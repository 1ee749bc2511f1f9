//! Seeds: integers, or strings hashed down to an integer.

use std::convert::Infallible;
use std::fmt;
use std::str::FromStr;

use serde_json::Value;

use crate::error::{Error, Result};

/// Largest integer an IEEE double represents exactly. String hashing
/// stops accumulating once it gets there.
const MAX_SAFE_INTEGER: i64 = (1 << 53) - 1;

/// A seed for reproducible sampling.
#[derive(Debug, Clone, PartialEq, Eq, Hash)]
pub enum Seed {
    Integer(i64),
    /// Hashed by summing its UTF-16 code units.
    Text(String),
}

impl Seed {
    /// The integer the generator starts from.
    #[must_use]
    pub fn value(&self) -> i64 {
        match self {
            Self::Integer(n) => *n,
            Self::Text(text) => hash_text(text),
        }
    }

    /// Read a seed out of a JSON options value.
    ///
    /// `null` means no seed. Integral numbers (including `42.0`) and
    /// strings are accepted.
    ///
    /// # Errors
    ///
    /// [`Error::InvalidSeed`] for fractional or out-of-range numbers,
    /// booleans, arrays and objects.
    pub fn from_value(value: &Value) -> Result<Option<Self>> {
        match value {
            Value::Null => Ok(None),
            Value::String(text) => Ok(Some(Self::Text(text.clone()))),
            Value::Number(n) => {
                if let Some(int) = n.as_i64() {
                    return Ok(Some(Self::Integer(int)));
                }
                match n.as_f64() {
                    Some(f) if f.fract() == 0.0 && f >= i64::MIN as f64 && f < i64::MAX as f64 => {
                        Ok(Some(Self::Integer(f as i64)))
                    }
                    _ => Err(Error::InvalidSeed(value.to_string())),
                }
            }
            other => Err(Error::InvalidSeed(other.to_string())),
        }
    }
}

/// Sum of UTF-16 code units, saturating at 2^53 - 1.
#[must_use]
pub fn hash_text(text: &str) -> i64 {
    let mut total: i64 = 0;
    for unit in text.encode_utf16() {
        if total >= MAX_SAFE_INTEGER {
            break;
        }
        total += i64::from(unit);
    }
    total
}

impl From<i64> for Seed {
    fn from(n: i64) -> Self {
        Self::Integer(n)
    }
}

impl From<i32> for Seed {
    fn from(n: i32) -> Self {
        Self::Integer(i64::from(n))
    }
}

impl From<u32> for Seed {
    fn from(n: u32) -> Self {
        Self::Integer(i64::from(n))
    }
}

impl From<&str> for Seed {
    fn from(text: &str) -> Self {
        Self::Text(text.to_string())
    }
}

impl From<String> for Seed {
    fn from(text: String) -> Self {
        Self::Text(text)
    }
}

/// Anything that parses as an `i64` is an integer seed; everything else
/// is a text seed.
impl FromStr for Seed {
    type Err = Infallible;

    fn from_str(s: &str) -> std::result::Result<Self, Self::Err> {
        Ok(s.parse::<i64>().map_or_else(|_| Self::Text(s.to_string()), Self::Integer))
    }
}

impl fmt::Display for Seed {
    fn fmt(&self, f: &mut fmt::Formatter<'_>) -> fmt::Result {
        match self {
            Self::Integer(n) => write!(f, "{n}"),
            Self::Text(text) => write!(f, "{text:?}"),
        }
    }
}

// ---------------------------------------------------------------------------
// Tests
// ---------------------------------------------------------------------------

---

◆ EXERCISE BRIEF
Each line in the material above that mentions the word "Result" must be copied.

◆ FINISHED TASK
use crate::error::{Error, Result};
    pub fn from_value(value: &Value) -> Result<Option<Self>> {
    fn from_str(s: &str) -> std::result::Result<Self, Self::Err> {
    fn fmt(&self, f: &mut fmt::Formatter<'_>) -> fmt::Result {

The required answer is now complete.